- Supplied material:
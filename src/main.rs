use actix_cors::Cors;
use actix_web::middleware::{Compress, DefaultHeaders};
use actix_web::{App, HttpServer, web};
use dotenv::dotenv;
use human_panic::setup_panic;
use std::time::Duration;
use tracing::{debug, warn};
use tracing_appender::non_blocking::WorkerGuard;

use rust_lms_quiz::config::AppConfig;
use rust_lms_quiz::models::AppStartTime;
use rust_lms_quiz::routes;
use rust_lms_quiz::runtime::lifetime;
use rust_lms_quiz::utils::{json_error_handler, path_error_handler, query_error_handler};

/// 初始化日志，开发环境输出文件与行号，其余环境输出 JSON
fn init_tracing(config: &AppConfig) -> WorkerGuard {
    let (writer, guard) = tracing_appender::non_blocking(std::io::stdout());
    let builder = tracing_subscriber::fmt()
        .with_env_filter(tracing_subscriber::EnvFilter::new(&config.app.log_level))
        .with_writer(writer)
        .event_format(
            tracing_subscriber::fmt::format()
                .with_level(true)
                .with_ansi(true),
        );

    if config.is_development() {
        builder.with_file(true).with_line_number(true).init();
    } else {
        builder.json().init();
    }

    guard
}

/// 未配置来源时允许任意来源
fn build_cors(config: &AppConfig) -> Cors {
    let cors = if config.cors.allowed_origins.is_empty() {
        Cors::default().allow_any_origin()
    } else {
        config
            .cors
            .allowed_origins
            .iter()
            .fold(Cors::default(), |cors, origin| cors.allowed_origin(origin))
    };

    cors.allow_any_method()
        .allow_any_header()
        .max_age(config.cors.max_age)
}

#[actix_web::main]
async fn main() -> std::io::Result<()> {
    dotenv().ok();
    setup_panic!();

    let app_start_time = AppStartTime {
        start_datetime: chrono::Utc::now(),
    };

    AppConfig::init().expect("Failed to initialize configuration");
    let config = AppConfig::get();
    let _guard = init_tracing(config);

    warn!(
        "Starting {} v{} ({} environment)",
        env!("CARGO_PKG_NAME"),
        env!("CARGO_PKG_VERSION"),
        config.app.environment
    );

    let startup = lifetime::startup::prepare_server_startup().await;
    let storage = startup.storage;
    let text_generator = startup.text_generator;

    debug!(
        "Pre-startup processing completed in {} ms",
        chrono::Utc::now()
            .signed_duration_since(app_start_time.start_datetime)
            .num_milliseconds()
    );
    warn!("Using {} worker threads", config.server.workers);

    let server = HttpServer::new(move || {
        App::new()
            .wrap(build_cors(config))
            .wrap(Compress::default())
            .wrap(
                DefaultHeaders::new()
                    .add(("Cache-Control", "no-cache, no-store, must-revalidate")),
            )
            // 请求参数错误统一返回 400 信封
            .app_data(web::JsonConfig::default().error_handler(json_error_handler))
            .app_data(web::QueryConfig::default().error_handler(query_error_handler))
            .app_data(web::PathConfig::default().error_handler(path_error_handler))
            .app_data(web::PayloadConfig::new(config.server.limits.max_payload_size))
            .app_data(web::Data::new(storage.clone()))
            .app_data(web::Data::new(text_generator.clone()))
            .app_data(web::Data::new(app_start_time.clone()))
            .configure(routes::configure_quiz_routes)
            .configure(routes::configure_results_routes)
            .configure(routes::configure_system_routes)
    })
    .keep_alive(Duration::from_secs(config.server.timeouts.keep_alive))
    .client_request_timeout(Duration::from_millis(config.server.timeouts.client_request))
    .client_disconnect_timeout(Duration::from_millis(
        config.server.timeouts.client_disconnect,
    ))
    .workers(config.server.workers);

    #[cfg(unix)]
    let server = match config.unix_socket_path() {
        Some(socket_path) => {
            warn!("Starting server on Unix socket: {}", socket_path);
            if std::path::Path::new(socket_path).exists() {
                std::fs::remove_file(socket_path)?;
            }
            server.bind_uds(socket_path)?
        }
        None => {
            warn!("Starting server at http://{}", config.server_bind_address());
            server.bind(config.server_bind_address())?
        }
    };

    #[cfg(not(unix))]
    let server = {
        warn!("Starting server at http://{}", config.server_bind_address());
        server.bind(config.server_bind_address())?
    };

    tokio::select! {
        res = server.run() => res?,
        _ = lifetime::shutdown::listen_for_shutdown() => {
            warn!("Graceful shutdown: all tasks completed");
        }
    }

    Ok(())
}
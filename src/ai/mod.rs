//! 生成式 AI 能力
//!
//! `TextGenerator` 在启动时根据配置构造一次，通过 Actix app data 注入到处理器，
//! 出题逻辑只依赖该 trait，测试时可替换为脚本化实现。

pub mod gemini;
pub mod quiz_generator;

use std::sync::Arc;

use tracing::warn;

use crate::config::AiConfig;
use crate::errors::{LmsError, Result};

pub use gemini::GeminiGenerator;
pub use quiz_generator::{GeneratedQuiz, QuizGenerator};

#[async_trait::async_trait]
pub trait TextGenerator: Send + Sync {
    /// 根据提示词生成文本
    async fn generate(&self, prompt: &str) -> Result<String>;

    /// 提供者名称，用于日志
    fn provider(&self) -> &'static str;

    /// 是否可用于出题
    fn is_enabled(&self) -> bool {
        true
    }
}

/// 未配置 AI 时使用，所有调用均失败
pub struct DisabledGenerator;

#[async_trait::async_trait]
impl TextGenerator for DisabledGenerator {
    async fn generate(&self, _prompt: &str) -> Result<String> {
        Err(LmsError::ai_generation("AI generation is not configured"))
    }

    fn provider(&self) -> &'static str {
        "disabled"
    }

    fn is_enabled(&self) -> bool {
        false
    }
}

/// 根据配置创建文本生成器
pub fn create_text_generator(config: &AiConfig) -> Result<Arc<dyn TextGenerator>> {
    match config.provider.as_str() {
        "gemini" if !config.api_key.is_empty() => Ok(Arc::new(GeminiGenerator::new(config)?)),
        "gemini" => {
            warn!("GEMINI_API_KEY is not set, AI quiz generation is disabled");
            Ok(Arc::new(DisabledGenerator))
        }
        "disabled" => Ok(Arc::new(DisabledGenerator)),
        other => Err(LmsError::validation(format!(
            "Unknown AI provider '{other}'. Supported: gemini, disabled"
        ))),
    }
}
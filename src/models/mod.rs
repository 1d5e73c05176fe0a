pub mod common;
pub mod quizzes;
pub mod results;
pub mod system;

pub use common::{ApiResponse, ErrorCode, PaginatedResponse, PaginationInfo, normalize_page};
pub use system::entities::AppStartTime;
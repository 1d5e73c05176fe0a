pub mod health;

use actix_web::{HttpRequest, HttpResponse, Result as ActixResult};

use crate::config::AppConfig;

pub struct SystemService;

impl SystemService {
    pub fn new_lazy() -> Self {
        Self
    }

    pub(crate) fn get_config(&self) -> &AppConfig {
        AppConfig::get()
    }

    /// 健康检查
    pub async fn health(&self, request: &HttpRequest) -> ActixResult<HttpResponse> {
        health::health(self, request).await
    }
}
use actix_web::{HttpRequest, HttpResponse, Result as ActixResult, web};
use once_cell::sync::Lazy;

use crate::config::AppConfig;
use crate::middlewares::RateLimit;
use crate::models::quizzes::requests::{
    CreateQuizRequest, GenerateQuizRequest, QuizListQuery, SubmitAnswersRequest,
};
use crate::services::QuizService;

// 懒加载的全局 QuizService 实例
static QUIZ_SERVICE: Lazy<QuizService> = Lazy::new(QuizService::new_lazy);

// 列出测验
pub async fn list_quizzes(
    req: HttpRequest,
    query: web::Query<QuizListQuery>,
) -> ActixResult<HttpResponse> {
    QUIZ_SERVICE.list_quizzes(&req, query.into_inner()).await
}

// 创建测验
pub async fn create_quiz(
    req: HttpRequest,
    body: web::Json<CreateQuizRequest>,
) -> ActixResult<HttpResponse> {
    QUIZ_SERVICE.create_quiz(&req, body.into_inner()).await
}

// AI 生成测验
pub async fn generate_quiz(
    req: HttpRequest,
    body: web::Json<GenerateQuizRequest>,
) -> ActixResult<HttpResponse> {
    QUIZ_SERVICE.generate_quiz(&req, body.into_inner()).await
}

// 获取测验
pub async fn get_quiz(req: HttpRequest, path: web::Path<i64>) -> ActixResult<HttpResponse> {
    QUIZ_SERVICE.get_quiz(&req, path.into_inner()).await
}

// 删除测验
pub async fn delete_quiz(req: HttpRequest, path: web::Path<i64>) -> ActixResult<HttpResponse> {
    QUIZ_SERVICE.delete_quiz(&req, path.into_inner()).await
}

// 提交答案
pub async fn submit_answers(
    req: HttpRequest,
    path: web::Path<i64>,
    body: web::Json<SubmitAnswersRequest>,
) -> ActixResult<HttpResponse> {
    QUIZ_SERVICE
        .submit_answers(&req, path.into_inner(), body.into_inner())
        .await
}

// 配置路由
pub fn configure_quiz_routes(cfg: &mut web::ServiceConfig) {
    let limits = &AppConfig::get().rate_limit;

    cfg.service(
        web::scope("/api/v1/quizzes")
            .service(
                web::resource("")
                    .route(web::get().to(list_quizzes))
                    .route(web::post().to(create_quiz)),
            )
            // AI 出题成本高，单独限流
            .service(
                web::resource("/generate")
                    .wrap(RateLimit::quiz_generation(limits.generation_per_minute))
                    .route(web::post().to(generate_quiz)),
            )
            .service(
                web::resource("/{id}")
                    .route(web::get().to(get_quiz))
                    .route(web::delete().to(delete_quiz)),
            )
            .service(
                web::resource("/{id}/submissions")
                    .wrap(RateLimit::submission(limits.submission_per_minute))
                    .route(web::post().to(submit_answers)),
            ),
    );
}
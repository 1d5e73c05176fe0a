use crate::ai::{TextGenerator, create_text_generator};
use crate::config::AppConfig;
use crate::storage::Storage;
use std::sync::Arc;
use tracing::{debug, warn};

pub struct StartupContext {
    pub storage: Arc<dyn Storage>,
    pub text_generator: Arc<dyn TextGenerator>,
}

/// 启动时检查测验相关配置，避免运行中才发现默认值越界
fn check_quiz_limits(config: &AppConfig) {
    let quiz = &config.quiz;
    if quiz.default_question_count == 0 || quiz.default_question_count > quiz.max_questions {
        warn!(
            "quiz.default_question_count ({}) is outside 1..={}, generation requests without an explicit count will be rejected",
            quiz.default_question_count, quiz.max_questions
        );
    }
    debug!(
        "Quiz limits: default {} questions, max {}, option length {}",
        quiz.default_question_count, quiz.max_questions, quiz.max_option_length
    );
}

/// 准备服务器启动的上下文
/// 包括存储与 AI 文本生成器
pub async fn prepare_server_startup() -> StartupContext {
    rustls::crypto::ring::default_provider()
        .install_default()
        .expect("Failed to install rustls crypto provider");

    let config = AppConfig::get();

    let storage = crate::storage::create_storage()
        .await
        .expect("Failed to create storage backend");
    warn!("Storage backend initialized and migrations completed");

    let text_generator =
        create_text_generator(&config.ai).expect("Failed to create AI text generator");
    if config.ai_enabled() {
        warn!(
            "AI text generator initialized (provider: {}, model: {})",
            text_generator.provider(),
            config.ai.model
        );
    } else {
        warn!("AI quiz generation is disabled, authored quizzes only");
    }

    check_quiz_limits(config);

    StartupContext {
        storage,
        text_generator,
    }
}
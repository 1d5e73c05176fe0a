/// 转义 LIKE 模式中的通配符
pub fn escape_like_pattern(input: &str) -> String {
    let mut escaped = String::with_capacity(input.len());
    for c in input.chars() {
        if matches!(c, '\\' | '%' | '_') {
            escaped.push('\\');
        }
        escaped.push(c);
    }
    escaped
}

#[cfg(test)]
mod tests {
    use super::*;

    #[test]
    fn test_escape_like_pattern() {
        assert_eq!(escape_like_pattern("verbs"), "verbs");
        assert_eq!(escape_like_pattern("100%"), "100\\%");
        assert_eq!(escape_like_pattern("a_b\\c"), "a\\_b\\\\c");
        assert_eq!(escape_like_pattern("الأفعال"), "الأفعال");
    }
}
use config::{Config, ConfigError, Environment, File};
use std::sync::OnceLock;

use super::AppConfig;

static APP_CONFIG: OnceLock<AppConfig> = OnceLock::new();

impl AppConfig {
    /// 加载配置
    pub fn load() -> Result<Self, ConfigError> {
        let mut builder = Config::builder()
            // 首先加载默认配置文件
            .add_source(File::with_name("config").required(false))
            // 然后根据环境加载特定配置文件
            .add_source(
                File::with_name(&format!(
                    "config.{}",
                    std::env::var("APP_ENV").unwrap_or_else(|_| "development".into())
                ))
                .required(false),
            )
            // 最后加载环境变量覆盖
            .add_source(
                Environment::with_prefix("LMS")
                    .separator("_")
                    .try_parsing(true),
            );

        // 支持从环境变量加载
        builder = builder
            .set_override_option("app.environment", std::env::var("APP_ENV").ok())?
            .set_override_option("app.log_level", std::env::var("RUST_LOG").ok())?
            .set_override_option("server.host", std::env::var("SERVER_HOST").ok())?
            .set_override_option("server.port", std::env::var("SERVER_PORT").ok())?
            .set_override_option("server.unix_socket_path", std::env::var("UNIX_SOCKET").ok())?
            .set_override_option("server.workers", std::env::var("CPU_COUNT").ok())?
            .set_override_option("database.url", std::env::var("DATABASE_URL").ok())?
            .set_override_option("ai.provider", std::env::var("AI_PROVIDER").ok())?
            .set_override_option("ai.api_key", std::env::var("GEMINI_API_KEY").ok())?
            .set_override_option("ai.model", std::env::var("AI_MODEL").ok())?;

        let config = builder.build()?;
        let mut app_config: AppConfig = config.try_deserialize()?;

        // 处理工作线程数
        if app_config.server.workers == 0 {
            app_config.server.workers = num_cpus::get().min(app_config.server.max_workers);
        }

        Ok(app_config)
    }

    /// 获取全局配置实例
    pub fn get() -> &'static AppConfig {
        APP_CONFIG.get_or_init(|| {
            Self::load().unwrap_or_else(|e| {
                eprintln!("Failed to load configuration: {e}");
                std::process::exit(1);
            })
        })
    }

    /// 初始化配置 (在应用启动时调用)
    pub fn init() -> Result<(), ConfigError> {
        let config = Self::load()?;
        APP_CONFIG
            .set(config)
            .map_err(|_| ConfigError::Message("Configuration already initialized".to_string()))?;
        Ok(())
    }

    /// 检查是否为生产环境
    pub fn is_production(&self) -> bool {
        self.app.environment == "production"
    }

    /// 检查是否为开发环境
    pub fn is_development(&self) -> bool {
        self.app.environment == "development"
    }

    /// 获取服务器绑定地址
    pub fn server_bind_address(&self) -> String {
        format!("{}:{}", self.server.host, self.server.port)
    }

    /// 获取 Unix 套接字路径 (如果配置了)
    #[cfg(unix)]
    pub fn unix_socket_path(&self) -> Option<&str> {
        if self.server.unix_socket_path.is_empty() {
            None
        } else {
            Some(&self.server.unix_socket_path)
        }
    }

    /// 是否启用了生成式 AI
    pub fn ai_enabled(&self) -> bool {
        self.ai.provider != "disabled" && !self.ai.api_key.is_empty()
    }
}
pub mod shutdown;
pub mod startup;
pub mod parameter_error_handler;
pub mod sql;
pub mod validate;

pub use parameter_error_handler::{json_error_handler, path_error_handler, query_error_handler};
pub use sql::escape_like_pattern;
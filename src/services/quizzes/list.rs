use actix_web::{HttpRequest, HttpResponse, Result as ActixResult};

use super::QuizService;
use crate::models::quizzes::requests::QuizListQuery;
use crate::models::{ApiResponse, ErrorCode};

/// GET /api/v1/quizzes
pub async fn list_quizzes(
    service: &QuizService,
    request: &HttpRequest,
    query: QuizListQuery,
) -> ActixResult<HttpResponse> {
    let storage = service.get_storage(request);

    match storage.list_quizzes_with_pagination(query).await {
        Ok(response) => Ok(HttpResponse::Ok().json(ApiResponse::success(response, "查询成功"))),
        Err(e) => Ok(
            HttpResponse::InternalServerError().json(ApiResponse::error_empty(
                ErrorCode::InternalServerError,
                format!("查询测验列表失败: {e}"),
            )),
        ),
    }
}
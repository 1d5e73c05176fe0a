use actix_web::{HttpRequest, HttpResponse, Result as ActixResult};

use super::ResultService;
use super::record::{GradedSubmission, grade_and_record};
use crate::models::results::requests::ScoreSubmissionRequest;
use crate::models::{ApiResponse, ErrorCode};
use crate::utils::validate::validate_quiz_title;

/// 内联测验评分
/// POST /api/v1/results
///
/// 测验标题只作为展示标签保存，不关联测验表。
pub async fn score_submission(
    service: &ResultService,
    request: &HttpRequest,
    req: ScoreSubmissionRequest,
) -> ActixResult<HttpResponse> {
    let storage = service.get_storage(request);

    if let Err(msg) = validate_quiz_title(&req.quiz_title) {
        return Ok(HttpResponse::BadRequest()
            .json(ApiResponse::error_empty(ErrorCode::BadRequest, msg)));
    }

    let quiz_title = req.quiz_title.trim();
    let questions = req.quiz.into_questions();
    Ok(grade_and_record(
        &storage,
        GradedSubmission {
            student_id: req.student_id.trim(),
            quiz_id: None,
            quiz_title,
            questions: &questions,
            answers: &req.submitted_answers,
        },
    )
    .await)
}

#[cfg(test)]
mod tests {
    use actix_web::{App, http::StatusCode, test, web};
    use serde_json::{Value, json};
    use std::sync::Arc;

    use crate::routes::configure_results_routes;
    use crate::storage::Storage;
    use crate::test_support::{FailingStorage, memory_storage};

    fn payload(answers: Value) -> Value {
        json!({
            "quiz": {
                "questions": [
                    {"question": "1", "options": ["A", "Z"], "correctAnswer": "A"},
                    {"question": "2", "options": ["B", "Z"], "correctAnswer": "B"},
                    {"question": "3", "options": ["C", "Z"], "correctAnswer": "C"},
                    {"question": "4", "options": ["D", "Z"], "correctAnswer": "D"}
                ]
            },
            "submittedAnswers": answers,
            "studentId": "student-7",
            "quizTitle": "الدرس الأول"
        })
    }

    #[actix_web::test]
    async fn test_inline_submission_is_scored_and_saved() {
        let storage: Arc<dyn Storage> = Arc::new(memory_storage().await);
        let app = test::init_service(
            App::new()
                .app_data(web::Data::new(storage.clone()))
                .configure(configure_results_routes),
        )
        .await;

        let req = test::TestRequest::post()
            .uri("/api/v1/results")
            .set_json(payload(json!(["A", "B", "C", "D"])))
            .to_request();
        let resp = test::call_service(&app, req).await;
        assert_eq!(resp.status(), StatusCode::OK);

        let body: Value = test::read_body_json(resp).await;
        assert_eq!(body["data"]["score"], 4);
        assert_eq!(body["data"]["total"], 4);
        assert_eq!(body["data"]["feedback_tier"], "excellent");
        assert_eq!(body["data"]["saved"], true);

        let req = test::TestRequest::get()
            .uri("/api/v1/results?student_id=student-7")
            .to_request();
        let body: Value = test::call_and_read_body_json(&app, req).await;
        assert_eq!(body["data"]["pagination"]["total"], 1);
        assert_eq!(body["data"]["items"][0]["quiz_title"], "الدرس الأول");
        assert!(body["data"]["items"][0]["quiz_id"].is_null());
    }

    #[actix_web::test]
    async fn test_half_correct_gets_good_performance() {
        let storage: Arc<dyn Storage> = Arc::new(memory_storage().await);
        let app = test::init_service(
            App::new()
                .app_data(web::Data::new(storage))
                .configure(configure_results_routes),
        )
        .await;

        let req = test::TestRequest::post()
            .uri("/api/v1/results")
            .set_json(payload(json!(["A", "X", "C", "X"])))
            .to_request();
        let body: Value = test::call_and_read_body_json(&app, req).await;
        assert_eq!(body["data"]["score"], 2);
        assert_eq!(body["data"]["percentage"], 50);
        assert_eq!(body["data"]["feedback_message"], "Good performance. Keep practicing!");
    }

    #[actix_web::test]
    async fn test_answer_key_only_quiz_is_scored() {
        let storage: Arc<dyn Storage> = Arc::new(memory_storage().await);
        let app = test::init_service(
            App::new()
                .app_data(web::Data::new(storage))
                .configure(configure_results_routes),
        )
        .await;

        let req = test::TestRequest::post()
            .uri("/api/v1/results")
            .set_json(json!({
                "quiz": {"questions": [{"correctAnswer": "A"}, {"correctAnswer": "B"}]},
                "submittedAnswers": ["A", "B"],
                "studentId": "s1",
                "quizTitle": "t"
            }))
            .to_request();
        let resp = test::call_service(&app, req).await;
        assert_eq!(resp.status(), StatusCode::OK);

        let body: Value = test::read_body_json(resp).await;
        assert_eq!(body["data"]["score"], 2);
        assert_eq!(body["data"]["feedback_tier"], "excellent");
    }

    #[actix_web::test]
    async fn test_invalid_inputs_are_rejected_before_scoring() {
        let storage: Arc<dyn Storage> = Arc::new(memory_storage().await);
        let app = test::init_service(
            App::new()
                .app_data(web::Data::new(storage))
                .configure(configure_results_routes),
        )
        .await;

        // 空答案
        let req = test::TestRequest::post()
            .uri("/api/v1/results")
            .set_json(payload(json!([])))
            .to_request();
        let resp = test::call_service(&app, req).await;
        assert_eq!(resp.status(), StatusCode::BAD_REQUEST);

        // 答案数量不一致
        let req = test::TestRequest::post()
            .uri("/api/v1/results")
            .set_json(payload(json!(["A", "B", "C", "D", "E"])))
            .to_request();
        let resp = test::call_service(&app, req).await;
        assert_eq!(resp.status(), StatusCode::BAD_REQUEST);
        let body: Value = test::read_body_json(resp).await;
        assert_eq!(body["code"], 3003);

        // 缺少学生 ID
        let mut missing_student = payload(json!(["A", "B", "C", "D"]));
        missing_student["studentId"] = json!("");
        let req = test::TestRequest::post()
            .uri("/api/v1/results")
            .set_json(missing_student)
            .to_request();
        let body: Value = test::call_and_read_body_json(&app, req).await;
        assert_eq!(body["code"], 3001);

        // 空测验
        let mut empty_quiz = payload(json!(["A"]));
        empty_quiz["quiz"]["questions"] = json!([]);
        let req = test::TestRequest::post()
            .uri("/api/v1/results")
            .set_json(empty_quiz)
            .to_request();
        let body: Value = test::call_and_read_body_json(&app, req).await;
        assert_eq!(body["code"], 3000);
    }

    #[actix_web::test]
    async fn test_persistence_failure_returns_graded_but_not_saved() {
        let storage: Arc<dyn Storage> = Arc::new(FailingStorage);
        let app = test::init_service(
            App::new()
                .app_data(web::Data::new(storage))
                .configure(configure_results_routes),
        )
        .await;

        let req = test::TestRequest::post()
            .uri("/api/v1/results")
            .set_json(payload(json!(["A", "B", "C", "X"])))
            .to_request();
        let resp = test::call_service(&app, req).await;
        assert_eq!(resp.status(), StatusCode::INTERNAL_SERVER_ERROR);

        let body: Value = test::read_body_json(resp).await;
        assert_eq!(body["code"], 3004);
        assert_eq!(body["data"]["score"], 3);
        assert_eq!(body["data"]["saved"], false);
        assert!(body["data"]["result_id"].is_null());
    }
}
use actix_web::{HttpRequest, HttpResponse, Result as ActixResult, web};
use once_cell::sync::Lazy;

use crate::config::AppConfig;
use crate::middlewares::RateLimit;
use crate::models::results::requests::{ResultListQuery, ScoreSubmissionRequest};
use crate::services::ResultService;

// 懒加载的全局 ResultService 实例
static RESULT_SERVICE: Lazy<ResultService> = Lazy::new(ResultService::new_lazy);

// 列出成绩
pub async fn list_results(
    req: HttpRequest,
    query: web::Query<ResultListQuery>,
) -> ActixResult<HttpResponse> {
    RESULT_SERVICE.list_results(&req, query.into_inner()).await
}

// 内联测验评分
pub async fn score_submission(
    req: HttpRequest,
    body: web::Json<ScoreSubmissionRequest>,
) -> ActixResult<HttpResponse> {
    RESULT_SERVICE
        .score_submission(&req, body.into_inner())
        .await
}

// 配置路由
pub fn configure_results_routes(cfg: &mut web::ServiceConfig) {
    let limits = &AppConfig::get().rate_limit;

    cfg.service(
        web::scope("/api/v1/results").service(
            web::resource("")
                .route(web::get().to(list_results))
                .route(
                    web::post()
                        .to(score_submission)
                        .wrap(RateLimit::inline_submission(limits.submission_per_minute)),
                ),
        ),
    );
}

- Requirement:
The result should be every line of the material that contains the word "services", so copy those lines.

- Solution for this problem:
use crate::services::QuizService;
filename src/services/quizzes/list.rs
use crate::services::ResultService;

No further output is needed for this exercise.